Liquid Multi-Mineral Formula

Every morning, your body’s like a sponge, ready to absorb essential nutrients. A high-quality liquid formula contains all 12 picometer-sized minerals including magnesium, calcium, and potassium — which are vital for muscle function, nerve health, and maintaining a steady heart rhythm. As the evening rolls in, taking your mineral supplement can improve sleep quality and nourish your cells. Think of it as a nightly tune-up, helping you to wake up feeling refreshed and well-rested.

Soil-Based Probiotics 

As the name implies, soil-based probiotics come directly from bacteria found in soil. These are the same strains you’d find in a healthy, thriving garden, and they offer significant benefits for your digestive system and overall health.

  • Soil-based organisms (SBOs) break down food more efficiently than traditional probiotics, and help your cells absorb essential nutrients.
  • SBOs play a role in the connection between your gut and brain (the gut-brain axis), leading to improved mood and cognitive function.

To make the most of soil-based probiotics and prep your digestive system for the day’s meals, consider incorporating them into your morning and night routine. 

Making It Your Own

Creating the perfect morning and nighttime routine doesn’t have to be overwhelming. The best routines are those tailored to your personal needs, catering to what makes you feel good and prepared to start (or end) your day. The key here is to experiment and find what works best.
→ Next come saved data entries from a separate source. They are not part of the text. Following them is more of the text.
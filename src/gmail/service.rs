//! Mail operations exposed as tools
//!
//! Both operations are stateless: each call asks the [`Authenticator`] for a
//! credential, talks to [`MailApi`], and returns freshly built values.

use std::sync::Arc;

use crate::config::gmail::{DRAFT_LABEL, MAX_UNREAD_LIMIT, MIN_UNREAD_LIMIT, UNREAD_QUERY};
use crate::error::{GmailApiError, GmailMcpError, Result, ValidationError};
use crate::gmail::auth::Authenticator;
use crate::gmail::client::MailApi;
use crate::gmail::reply::ReplyEnvelope;
use crate::gmail::types::{
    CreateDraftRequest, DraftMessage, DraftReply, Message, UnreadMessageSummary,
};
use crate::gmail::utils::{encode_raw_message, extract_body, message_header};

/// Clamp a requested unread limit into the supported range
pub fn clamp_limit(limit: i64) -> u32 {
    limit.clamp(MIN_UNREAD_LIMIT, MAX_UNREAD_LIMIT) as u32
}

pub struct MailService {
    authenticator: Arc<Authenticator>,
    api: Arc<dyn MailApi>,
}

impl MailService {
    pub fn new(authenticator: Arc<Authenticator>, api: Arc<dyn MailApi>) -> Self {
        Self { authenticator, api }
    }

    /// List unread messages, newest first as ordered by Gmail.
    ///
    /// `limit` is clamped to `1..=50`. A failure fetching any single message
    /// fails the whole call; partial listings are never returned.
    pub async fn list_unread(&self, limit: i64) -> Result<Vec<UnreadMessageSummary>> {
        let limit = clamp_limit(limit);
        let token = self.authenticator.get_access_token().await?;

        let refs = self
            .api
            .list_message_ids(&token, UNREAD_QUERY, limit)
            .await
            .map_err(GmailMcpError::into_fetch_failure)?;

        let mut summaries = Vec::with_capacity(refs.len().min(limit as usize));
        for msg_ref in refs.into_iter().take(limit as usize) {
            let message = self
                .api
                .get_message(&token, &msg_ref.id)
                .await
                .map_err(GmailMcpError::into_fetch_failure)?;

            summaries.push(summarize(message, &msg_ref.thread_id));
        }

        tracing::info!(count = summaries.len(), limit, "listed unread messages");
        Ok(summaries)
    }

    /// Create a draft reply in an existing thread.
    ///
    /// Not idempotent: every call creates a new draft, so callers must not
    /// retry blindly.
    pub async fn create_draft_reply(&self, thread_id: &str, reply_body: &str) -> Result<DraftReply> {
        if thread_id.trim().is_empty() {
            return Err(missing("thread_id"));
        }
        if thread_id.trim() != thread_id {
            return Err(GmailMcpError::Validation(ValidationError::InvalidParameter {
                name: "thread_id".to_string(),
                message: "must not have leading or trailing whitespace".to_string(),
            }));
        }
        if reply_body.trim().is_empty() {
            return Err(missing("reply_body"));
        }

        let token = self.authenticator.get_access_token().await?;

        let thread = self
            .api
            .get_thread(&token, thread_id)
            .await
            .map_err(GmailMcpError::into_fetch_failure)?;

        // Existing drafts are listed as thread messages; reply to real mail only
        let original = thread
            .messages
            .iter()
            .rev()
            .find(|m| !is_draft(m))
            .ok_or_else(|| {
                GmailMcpError::Gmail(GmailApiError::ThreadNotFound {
                    thread_id: thread_id.to_string(),
                })
            })?;

        let envelope = ReplyEnvelope::for_message(original, reply_body);
        let request = CreateDraftRequest {
            message: DraftMessage {
                raw: encode_raw_message(&envelope.to_mime()),
                thread_id: Some(thread_id.to_string()),
            },
        };

        let draft = self
            .api
            .create_draft(&token, &request)
            .await
            .map_err(GmailMcpError::into_draft_failure)?;

        let draft_message = draft.message.as_ref();
        if let Some(actual) = draft_message.and_then(|m| m.thread_id.as_deref()) {
            if actual != thread_id {
                return Err(GmailMcpError::Gmail(GmailApiError::DraftCreationFailed {
                    message: format!(
                        "draft {} was filed under thread {} instead of {}",
                        draft.id, actual, thread_id
                    ),
                }));
            }
        }

        tracing::info!(draft_id = %draft.id, thread_id, "created draft reply");

        Ok(DraftReply {
            confirmation_text: format!(
                "Draft reply {} created in thread {} (to: {}, subject: {}). It has not been sent.",
                draft.id, thread_id, envelope.to, envelope.subject
            ),
            message_id: draft_message.map(|m| m.id.clone()),
            draft_id: draft.id,
            thread_id: thread_id.to_string(),
        })
    }
}

fn summarize(message: Message, listed_thread_id: &str) -> UnreadMessageSummary {
    UnreadMessageSummary {
        thread_id: message
            .thread_id
            .clone()
            .unwrap_or_else(|| listed_thread_id.to_string()),
        sender: message_header(&message, "From"),
        subject: message_header(&message, "Subject"),
        received_date: message_header(&message, "Date"),
        body_text: extract_body(&message),
        message_id: message.id,
    }
}

fn is_draft(message: &Message) -> bool {
    message.label_ids.iter().any(|label| label == DRAFT_LABEL)
}

fn missing(field: &str) -> GmailMcpError {
    GmailMcpError::Validation(ValidationError::MissingField {
        field: field.to_string(),
    })
}

#[cfg(test)]
mod tests {
    use super::*;

    #[test]
    fn test_clamp_limit() {
        assert_eq!(clamp_limit(10), 10);
        assert_eq!(clamp_limit(1), 1);
        assert_eq!(clamp_limit(50), 50);
        assert_eq!(clamp_limit(0), 1);
        assert_eq!(clamp_limit(-7), 1);
        assert_eq!(clamp_limit(51), 50);
        assert_eq!(clamp_limit(i64::MAX), 50);
    }

    #[test]
    fn test_summarize_uses_listing_thread_when_missing() {
        let message = Message {
            id: "m1".to_string(),
            snippet: Some("preview".to_string()),
            ..Default::default()
        };
        let summary = summarize(message, "t-listed");
        assert_eq!(summary.thread_id, "t-listed");
        assert_eq!(summary.message_id, "m1");
        assert_eq!(summary.body_text, "preview");
        assert_eq!(summary.sender, "");
    }

    #[test]
    fn test_is_draft() {
        let mut message = Message::default();
        assert!(!is_draft(&message));
        message.label_ids = vec!["INBOX".to_string(), "DRAFT".to_string()];
        assert!(is_draft(&message));
    }
}
//! Credential persistence
//!
//! The Authenticator reads and writes the user credential through a
//! [`CredentialStore`], so tests can swap the token file for memory.

use std::path::{Path, PathBuf};
use std::sync::atomic::{AtomicUsize, Ordering};

use async_trait::async_trait;
use tokio::sync::Mutex;

use crate::error::{AuthError, GmailMcpError, Result};
use crate::gmail::auth::StoredCredentials;

/// Durable home of the user credential
#[async_trait]
pub trait CredentialStore: Send + Sync {
    /// Load the credential, `None` if none has been stored yet
    async fn load(&self) -> Result<Option<StoredCredentials>>;

    /// Replace the stored credential
    async fn save(&self, credentials: &StoredCredentials) -> Result<()>;

    /// Human-readable location, used in log lines and errors
    fn location(&self) -> String;
}

/// Credential stored as pretty JSON in a single file
pub struct FileCredentialStore {
    path: PathBuf,
}

impl FileCredentialStore {
    pub fn new(path: impl Into<PathBuf>) -> Self {
        Self { path: path.into() }
    }
}

#[async_trait]
impl CredentialStore for FileCredentialStore {
    async fn load(&self) -> Result<Option<StoredCredentials>> {
        let content = match tokio::fs::read_to_string(&self.path).await {
            Ok(content) => content,
            Err(e) if e.kind() == std::io::ErrorKind::NotFound => return Ok(None),
            Err(e) => return Err(GmailMcpError::Io(e)),
        };

        let credentials = serde_json::from_str(&content).map_err(|e| {
            GmailMcpError::Auth(AuthError::CorruptedCredentials {
                path: self.path.display().to_string(),
                message: e.to_string(),
            })
        })?;

        tracing::debug!(path = %self.path.display(), "loaded stored credential");
        Ok(Some(credentials))
    }

    async fn save(&self, credentials: &StoredCredentials) -> Result<()> {
        if let Some(parent) = self.path.parent() {
            if !parent.as_os_str().is_empty() {
                tokio::fs::create_dir_all(parent).await?;
            }
        }

        let content = serde_json::to_string_pretty(credentials)?;

        // Write then rename so readers never see a partial file
        let tmp_path = self.path.with_extension("json.tmp");
        tokio::fs::write(&tmp_path, content).await?;
        restrict_permissions(&tmp_path).await?;
        tokio::fs::rename(&tmp_path, &self.path).await?;

        tracing::debug!(path = %self.path.display(), "stored credential");
        Ok(())
    }

    fn location(&self) -> String {
        self.path.display().to_string()
    }
}

#[cfg(unix)]
async fn restrict_permissions(path: &Path) -> Result<()> {
    use std::os::unix::fs::PermissionsExt;
    tokio::fs::set_permissions(path, std::fs::Permissions::from_mode(0o600)).await?;
    Ok(())
}

#[cfg(not(unix))]
async fn restrict_permissions(_path: &Path) -> Result<()> {
    Ok(())
}

/// In-process store, used by tests and embedders that manage tokens themselves
#[derive(Default)]
pub struct MemoryCredentialStore {
    credentials: Mutex<Option<StoredCredentials>>,
    saves: AtomicUsize,
}

impl MemoryCredentialStore {
    pub fn new() -> Self {
        Self::default()
    }

    pub fn with_credentials(credentials: StoredCredentials) -> Self {
        Self {
            credentials: Mutex::new(Some(credentials)),
            saves: AtomicUsize::new(0),
        }
    }

    /// Number of successful `save` calls
    pub fn save_count(&self) -> usize {
        self.saves.load(Ordering::SeqCst)
    }

    pub async fn current(&self) -> Option<StoredCredentials> {
        self.credentials.lock().await.clone()
    }
}

#[async_trait]
impl CredentialStore for MemoryCredentialStore {
    async fn load(&self) -> Result<Option<StoredCredentials>> {
        Ok(self.credentials.lock().await.clone())
    }

    async fn save(&self, credentials: &StoredCredentials) -> Result<()> {
        *self.credentials.lock().await = Some(credentials.clone());
        self.saves.fetch_add(1, Ordering::SeqCst);
        Ok(())
    }

    fn location(&self) -> String {
        "memory".to_string()
    }
}
use crate::error::ErrorKind;

/// Sequential reader over instruction bytes.
///
/// Only `read_u8` must be provided; wider reads are assembled from it in the
/// byte order named by the method.
pub trait ByteReader {
    fn read_u8(&mut self) -> Result<u8, ErrorKind>;

    fn read_u16_le(&mut self) -> Result<u16, ErrorKind> {
        let lo = self.read_u8()?;
        let hi = self.read_u8()?;
        Ok(u16::from_le_bytes([lo, hi]))
    }

    fn read_u16_be(&mut self) -> Result<u16, ErrorKind> {
        let hi = self.read_u8()?;
        let lo = self.read_u8()?;
        Ok(u16::from_be_bytes([hi, lo]))
    }

    fn read_u32_be(&mut self) -> Result<u32, ErrorKind> {
        let hi = self.read_u16_be()?;
        let lo = self.read_u16_be()?;
        Ok(((hi as u32) << 16) | lo as u32)
    }

    fn read_u32_le(&mut self) -> Result<u32, ErrorKind> {
        let lo = self.read_u16_le()?;
        let hi = self.read_u16_le()?;
        Ok(((hi as u32) << 16) | lo as u32)
    }
}

/// Memory a disassembler walks through, one instruction at a time.
pub trait DisMemory: ByteReader {
    /// Address of the next byte `read_u8` returns.
    fn address(&self) -> u32;
    fn has_next(&self) -> bool;
}

/// A byte buffer mapped at `base`.
#[derive(Debug, Clone)]
pub struct ArrayMemory {
    pub mem: Vec<u8>,
    pub base: u32,
    pos: usize,
}

impl ArrayMemory {
    pub fn new(base: u32, mem: impl Into<Vec<u8>>) -> Self {
        Self {
            mem: mem.into(),
            base,
            pos: 0,
        }
    }

    pub fn rewind(&mut self) {
        self.pos = 0;
    }

    /// Moves the read cursor to `addr`; out-of-range addresses leave it at the end.
    pub fn seek(&mut self, addr: u32) {
        let off = addr.wrapping_sub(self.base) as usize;
        self.pos = off.min(self.mem.len());
    }
}

impl ByteReader for ArrayMemory {
    fn read_u8(&mut self) -> Result<u8, ErrorKind> {
        let b = *self.mem.get(self.pos).ok_or(ErrorKind::NoMemory)?;
        self.pos += 1;
        Ok(b)
    }
}

impl DisMemory for ArrayMemory {
    fn address(&self) -> u32 {
        self.base.wrapping_add(self.pos as u32)
    }

    fn has_next(&self) -> bool {
        self.pos < self.mem.len()
    }
}

impl ByteReader for &[u8] {
    fn read_u8(&mut self) -> Result<u8, ErrorKind> {
        let (&b, rest) = self.split_first().ok_or(ErrorKind::NoMemory)?;
        *self = rest;
        Ok(b)
    }
}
After all, your routine is uniquely yours, and that’s what makes it special.

Ask yourself:

-What energizes me in the morning?
-What helps me relax at night?

Your routines should reflect your needs, lifestyle, and goals. Consistency is important, but remember, life changes, and your routines should also be flexible enough to adapt. 

Frequently Asked Questions

How do I develop a good routine?

To create a rewarding routine, consider these steps:

  • Set clear goals. What do you want to achieve?
  • Identify the most important activities and allocate time for them.
  • Introduce new habits slowly to avoid feeling overwhelmed.
  • Stick to your routine (even on tough days).
  • Be patient. Building a good routine takes time and effort. 

How can I make waking up early a part of my morning routine?

Shift your sleep schedule gradually. Begin by going to bed and waking up 15 minutes earlier each day until you reach your preferred wake-up time.

How long does it take to establish a healthy morning and night routine?

On average, it takes about 21 days to form a new habit. Stay consistent and patient as you integrate these new routines into your daily life.

What if my schedule doesn’t allow a traditional morning or night routine?

Customize your routines to suit your unique schedule. Even brief, focused practices can significantly improve your health. The important thing is to make some time for self-care, no matter how busy you are.

Mastering Healthy Routines

Start small, listen to your body, and gradually build a routine that supports your physical, mental, and emotional well-being. The transformation won’t happen overnight, but with consistency and dedication, you’ll reap the benefits of a more balanced life, increased energy, and improved focus.